▶ Records supplied
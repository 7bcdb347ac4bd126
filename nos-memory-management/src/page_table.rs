//! Page table management module
//!
//! A page table is a three-level radix tree of 512-entry nodes. Every node
//! occupies one physical frame obtained from the injected [`PhysMemory`]; the
//! tree is reachable only from its root, and nodes are returned to the
//! allocator by explicit teardown ([`PageTable::free_walk`]).
//!
//! Entries use the Sv39 encoding: physical page number in bits 10.., flags in
//! the low ten bits. Bit 8 (software-reserved) marks a page declared by a
//! file mapping. Such a page is either *unbacked* (no frame yet, populated on
//! fault) or *backed*.

use alloc::sync::Arc;
use bitflags::bitflags;
use static_assertions::const_assert_eq;

use crate::error::{VmError, VmResult};
use crate::physical::{page_round_down, page_round_up, PhysAddr, PhysMemory, PAGE_SIZE};
use crate::virtual_mem::{VirtAddr, MAXVA};

/// Number of entries in one page-table node
pub const PTE_COUNT: usize = 512;

const_assert_eq!(PTE_COUNT * core::mem::size_of::<u64>(), PAGE_SIZE);

bitflags! {
    /// Page table entry flags
    #[derive(Debug, Clone, Copy, PartialEq, Eq, Hash)]
    pub struct PteFlags: u64 {
        /// Valid
        const V = 1 << 0;
        /// Readable
        const R = 1 << 1;
        /// Writable
        const W = 1 << 2;
        /// Executable
        const X = 1 << 3;
        /// User accessible
        const U = 1 << 4;
        /// Declared by a file mapping (software flag)
        const MAPPED = 1 << 8;
    }
}

impl PteFlags {
    /// Permission bits that make an entry a leaf
    pub const RWX: Self = Self::R.union(Self::W).union(Self::X);
}

/// Mask of the flag bits inside an entry
const FLAG_MASK: u64 = 0x3ff;
const PPN_SHIFT: u64 = 10;

/// One page-table entry
#[derive(Debug, Clone, Copy, PartialEq, Eq)]
#[repr(transparent)]
pub struct PageTableEntry(u64);

impl PageTableEntry {
    pub const EMPTY: Self = Self(0);

    /// Leaf or table entry pointing at frame `pa`
    pub fn new(pa: PhysAddr, flags: PteFlags) -> Self {
        debug_assert!(pa.is_page_aligned());
        Self(((pa.as_usize() as u64 >> 12) << PPN_SHIFT) | flags.bits())
    }

    /// Entry linking to a child node
    pub fn table(child: PhysAddr) -> Self {
        Self::new(child, PteFlags::V)
    }

    /// Entry declaring a mapped-file page that has no frame yet
    pub fn declared(flags: PteFlags) -> Self {
        Self((flags | PteFlags::V | PteFlags::MAPPED).bits())
    }

    pub const fn from_bits(bits: u64) -> Self {
        Self(bits)
    }

    pub const fn bits(self) -> u64 {
        self.0
    }

    pub fn flags(self) -> PteFlags {
        PteFlags::from_bits_truncate(self.0 & FLAG_MASK)
    }

    /// Physical address encoded in the entry (zero for unbacked pages)
    pub fn pa(self) -> PhysAddr {
        PhysAddr::new(((self.0 >> PPN_SHIFT) << 12) as usize)
    }

    pub fn is_valid(self) -> bool {
        self.flags().contains(PteFlags::V)
    }

    pub fn is_user(self) -> bool {
        self.flags().contains(PteFlags::U)
    }

    /// Leaf entries carry a permission bit or the mapped-file mark;
    /// a valid entry with neither links to a child node.
    pub fn is_leaf(self) -> bool {
        self.flags().intersects(PteFlags::RWX | PteFlags::MAPPED)
    }

    pub fn is_table(self) -> bool {
        self.is_valid() && !self.is_leaf()
    }

    pub fn is_declared(self) -> bool {
        self.flags().contains(PteFlags::MAPPED)
    }

    /// Backing frame of a valid leaf, `None` while a declared page is unbacked
    pub fn frame(self) -> Option<PhysAddr> {
        let pa = self.pa();
        (self.is_valid() && self.is_leaf() && pa.as_usize() != 0).then_some(pa)
    }
}

/// Location of one entry: a node frame and an index into it
#[derive(Debug, Clone, Copy, PartialEq, Eq)]
pub struct PteSlot {
    node: PhysAddr,
    index: usize,
}

impl PteSlot {
    fn new(node: PhysAddr, index: usize) -> Self {
        debug_assert!(index < PTE_COUNT);
        Self { node, index }
    }

    fn pa(self) -> PhysAddr {
        self.node.add(self.index * core::mem::size_of::<u64>())
    }
}

/// Root of a three-level page table
pub struct PageTable {
    mem: Arc<dyn PhysMemory>,
    root: PhysAddr,
}

impl PageTable {
    /// Create an empty page table. Fails if no frame is available for the root.
    pub fn new(mem: Arc<dyn PhysMemory>) -> VmResult<Self> {
        let root = mem.alloc_frame().ok_or(VmError::NoMemory)?;
        mem.zero_frame(root);
        Ok(Self { mem, root })
    }

    pub fn root(&self) -> PhysAddr {
        self.root
    }

    pub fn memory(&self) -> &Arc<dyn PhysMemory> {
        &self.mem
    }

    pub fn read_entry(&self, slot: PteSlot) -> PageTableEntry {
        PageTableEntry::from_bits(self.mem.read_u64(slot.pa()))
    }

    pub fn write_entry(&self, slot: PteSlot, pte: PageTableEntry) {
        self.mem.write_u64(slot.pa(), pte.bits());
    }

    /// Find the leaf-level slot for `va`. With `alloc`, missing interior nodes
    /// are allocated, zeroed and linked; without it a missing node yields
    /// [`VmError::NotMapped`].
    pub fn walk(&self, va: usize, alloc: bool) -> VmResult<PteSlot> {
        if va >= MAXVA {
            panic!("walk: va {:#x} out of range", va);
        }
        let va = VirtAddr::new(va);
        let mut node = self.root;
        for level in (1..=2).rev() {
            let slot = PteSlot::new(node, va.vpn(level));
            let pte = self.read_entry(slot);
            if pte.is_valid() {
                if pte.is_leaf() {
                    panic!("walk: leaf at level {}", level);
                }
                node = pte.pa();
            } else {
                if !alloc {
                    return Err(VmError::NotMapped(va.as_usize()));
                }
                let child = self.mem.alloc_frame().ok_or(VmError::NoMemory)?;
                self.mem.zero_frame(child);
                self.write_entry(slot, PageTableEntry::table(child));
                node = child;
            }
        }
        Ok(PteSlot::new(node, va.vpn(0)))
    }

    /// Entry for `va`, or `None` when no leaf-level node covers it
    pub fn lookup(&self, va: usize) -> Option<PageTableEntry> {
        self.walk(va, false).ok().map(|slot| self.read_entry(slot))
    }

    /// Physical address backing user page `va`.
    ///
    /// Absent, supervisor-only and not-yet-backed entries all read as
    /// unmapped, as does anything at or above `MAXVA`.
    pub fn translate_user(&self, va: usize) -> Option<PhysAddr> {
        if va >= MAXVA {
            return None;
        }
        let pte = self.lookup(va)?;
        if !pte.is_valid() || !pte.is_user() {
            return None;
        }
        pte.frame()
    }

    /// Map `[va, va + size)` onto consecutive frames starting at `pa`.
    ///
    /// Panics if any covered entry is already valid. If a node cannot be
    /// allocated, the leaves this call installed are cleared again and
    /// [`VmError::NoMemory`] is returned; interior nodes stay linked.
    pub fn map_pages(&self, va: usize, size: usize, pa: PhysAddr, perm: PteFlags) -> VmResult<()> {
        if size == 0 {
            panic!("map_pages: size");
        }
        let first = page_round_down(va);
        let last = page_round_down(va + size - 1);
        let mut a = first;
        let mut pa = pa.page_round_down();
        loop {
            let slot = match self.walk(a, true) {
                Ok(slot) => slot,
                Err(err) => {
                    self.clear_leaves(first, a);
                    return Err(err);
                }
            };
            if self.read_entry(slot).is_valid() {
                panic!("map_pages: remap {:#x}", a);
            }
            self.write_entry(slot, PageTableEntry::new(pa, perm | PteFlags::V));
            if a == last {
                return Ok(());
            }
            a += PAGE_SIZE;
            pa = pa.add(PAGE_SIZE);
        }
    }

    fn clear_leaves(&self, start: usize, end: usize) {
        for a in (start..end).step_by(PAGE_SIZE) {
            if let Ok(slot) = self.walk(a, false) {
                self.write_entry(slot, PageTableEntry::EMPTY);
            }
        }
    }

    /// Install a declared, unbacked mapped-file page at `va`.
    ///
    /// Returns `Ok(false)` without touching the entry if it is already valid.
    pub fn declare(&self, va: usize, flags: PteFlags) -> VmResult<bool> {
        let slot = self.walk(va, true)?;
        if self.read_entry(slot).is_valid() {
            return Ok(false);
        }
        self.write_entry(slot, PageTableEntry::declared(flags));
        Ok(true)
    }

    /// Remove `npages` mappings starting at page-aligned `va`, optionally
    /// returning their frames to the allocator.
    ///
    /// Pages that are already unmapped, including ones whose interior nodes
    /// were never allocated, are skipped. Panics on a non-leaf entry.
    pub fn unmap(&self, va: usize, npages: usize, free: bool) {
        if va % PAGE_SIZE != 0 {
            panic!("unmap: {:#x} not aligned", va);
        }
        for a in (va..va + npages * PAGE_SIZE).step_by(PAGE_SIZE) {
            let Ok(slot) = self.walk(a, false) else {
                continue;
            };
            let pte = self.read_entry(slot);
            if !pte.is_valid() {
                continue;
            }
            if !pte.is_leaf() {
                panic!("unmap: not a leaf at {:#x}", a);
            }
            if free {
                if let Some(pa) = pte.frame() {
                    self.mem.free_frame(pa);
                }
            }
            self.write_entry(slot, PageTableEntry::EMPTY);
        }
    }

    /// Revoke user access to `va`, used for stack guard pages
    pub fn clear_user(&self, va: usize) {
        let slot = match self.walk(va, false) {
            Ok(slot) => slot,
            Err(_) => panic!("clear_user: no entry for {:#x}", va),
        };
        let pte = self.read_entry(slot);
        let flags = pte.flags() - PteFlags::U;
        self.write_entry(slot, PageTableEntry::from_bits((pte.bits() & !FLAG_MASK) | flags.bits()));
    }

    /// Tear down the interior nodes and the root. All leaves must already
    /// be unmapped; a remaining leaf is fatal.
    pub fn free_walk(self) {
        self.free_node(self.root);
    }

    fn free_node(&self, node: PhysAddr) {
        for index in 0..PTE_COUNT {
            let slot = PteSlot::new(node, index);
            let pte = self.read_entry(slot);
            if pte.is_table() {
                self.free_node(pte.pa());
                self.write_entry(slot, PageTableEntry::EMPTY);
            } else if pte.is_valid() {
                panic!("free_walk: leaf");
            }
        }
        self.mem.free_frame(node);
    }

    /// Unmap and free user memory below `size`, then the nodes themselves
    pub fn free(self, size: usize) {
        if size > 0 {
            self.unmap(0, page_round_up(size) / PAGE_SIZE, true);
        }
        self.free_walk();
    }

    /// Copy every mapping below `size` into `new`, duplicating frames.
    ///
    /// Declared pages that have no frame yet are re-declared in `new` with
    /// nothing to copy. On failure everything already installed in `new` is
    /// unmapped and freed.
    pub fn copy_into(&self, new: &PageTable, size: usize) -> VmResult<()> {
        let mut va = 0;
        while va < size {
            if let Err(err) = self.copy_page(new, va) {
                new.unmap(0, va / PAGE_SIZE, true);
                return Err(err);
            }
            va += PAGE_SIZE;
        }
        Ok(())
    }

    fn copy_page(&self, new: &PageTable, va: usize) -> VmResult<()> {
        let Some(pte) = self.lookup(va) else {
            return Ok(());
        };
        if !pte.is_valid() {
            return Ok(());
        }
        let flags = pte.flags();
        let Some(pa) = pte.frame() else {
            if !new.declare(va, flags)? {
                panic!("copy: remap {:#x}", va);
            }
            return Ok(());
        };
        let mem = self.mem.alloc_frame().ok_or(VmError::NoMemory)?;
        self.mem.copy_frame(pa, mem);
        if let Err(err) = new.map_pages(va, PAGE_SIZE, mem, flags) {
            self.mem.free_frame(mem);
            return Err(err);
        }
        Ok(())
    }

    /// Allocate zeroed user pages to grow from `old_size` to `new_size`.
    ///
    /// Returns the new size. On failure only the pages added by this call are
    /// released and the caller keeps `old_size`.
    pub fn grow(&self, old_size: usize, new_size: usize) -> VmResult<usize> {
        if new_size < old_size {
            return Ok(old_size);
        }
        if new_size > MAXVA {
            return Err(VmError::InvalidRange);
        }
        let start = page_round_up(old_size);
        let mut a = start;
        while a < new_size {
            let Some(mem) = self.mem.alloc_frame() else {
                self.shrink(a, start);
                return Err(VmError::NoMemory);
            };
            self.mem.zero_frame(mem);
            let perm = PteFlags::RWX | PteFlags::U;
            if let Err(err) = self.map_pages(a, PAGE_SIZE, mem, perm) {
                self.mem.free_frame(mem);
                self.shrink(a, start);
                return Err(err);
            }
            a += PAGE_SIZE;
        }
        Ok(new_size)
    }

    /// Release whole pages to bring the size from `old_size` down to
    /// `new_size`. Returns the new size.
    pub fn shrink(&self, old_size: usize, new_size: usize) -> usize {
        if new_size >= old_size {
            return old_size;
        }
        let (from, to) = (page_round_up(new_size), page_round_up(old_size));
        if from < to {
            self.unmap(from, (to - from) / PAGE_SIZE, true);
        }
        new_size
    }
}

▶ The task
With the first line being the one containing "yet, populated on" and the last line the one containing "One page-table entry", transcribe exactly the lines above that fall in that range.

▶ Exercise answer
//! file mapping. Such a page is either *unbacked* (no frame yet, populated on
//! fault) or *backed*.

use alloc::sync::Arc;
use bitflags::bitflags;
use static_assertions::const_assert_eq;

use crate::error::{VmError, VmResult};
use crate::physical::{page_round_down, page_round_up, PhysAddr, PhysMemory, PAGE_SIZE};
use crate::virtual_mem::{VirtAddr, MAXVA};

/// Number of entries in one page-table node
pub const PTE_COUNT: usize = 512;

const_assert_eq!(PTE_COUNT * core::mem::size_of::<u64>(), PAGE_SIZE);

bitflags! {
    /// Page table entry flags
    #[derive(Debug, Clone, Copy, PartialEq, Eq, Hash)]
    pub struct PteFlags: u64 {
        /// Valid
        const V = 1 << 0;
        /// Readable
        const R = 1 << 1;
        /// Writable
        const W = 1 << 2;
        /// Executable
        const X = 1 << 3;
        /// User accessible
        const U = 1 << 4;
        /// Declared by a file mapping (software flag)
        const MAPPED = 1 << 8;
    }
}

impl PteFlags {
    /// Permission bits that make an entry a leaf
    pub const RWX: Self = Self::R.union(Self::W).union(Self::X);
}

/// Mask of the flag bits inside an entry
const FLAG_MASK: u64 = 0x3ff;
const PPN_SHIFT: u64 = 10;

/// One page-table entry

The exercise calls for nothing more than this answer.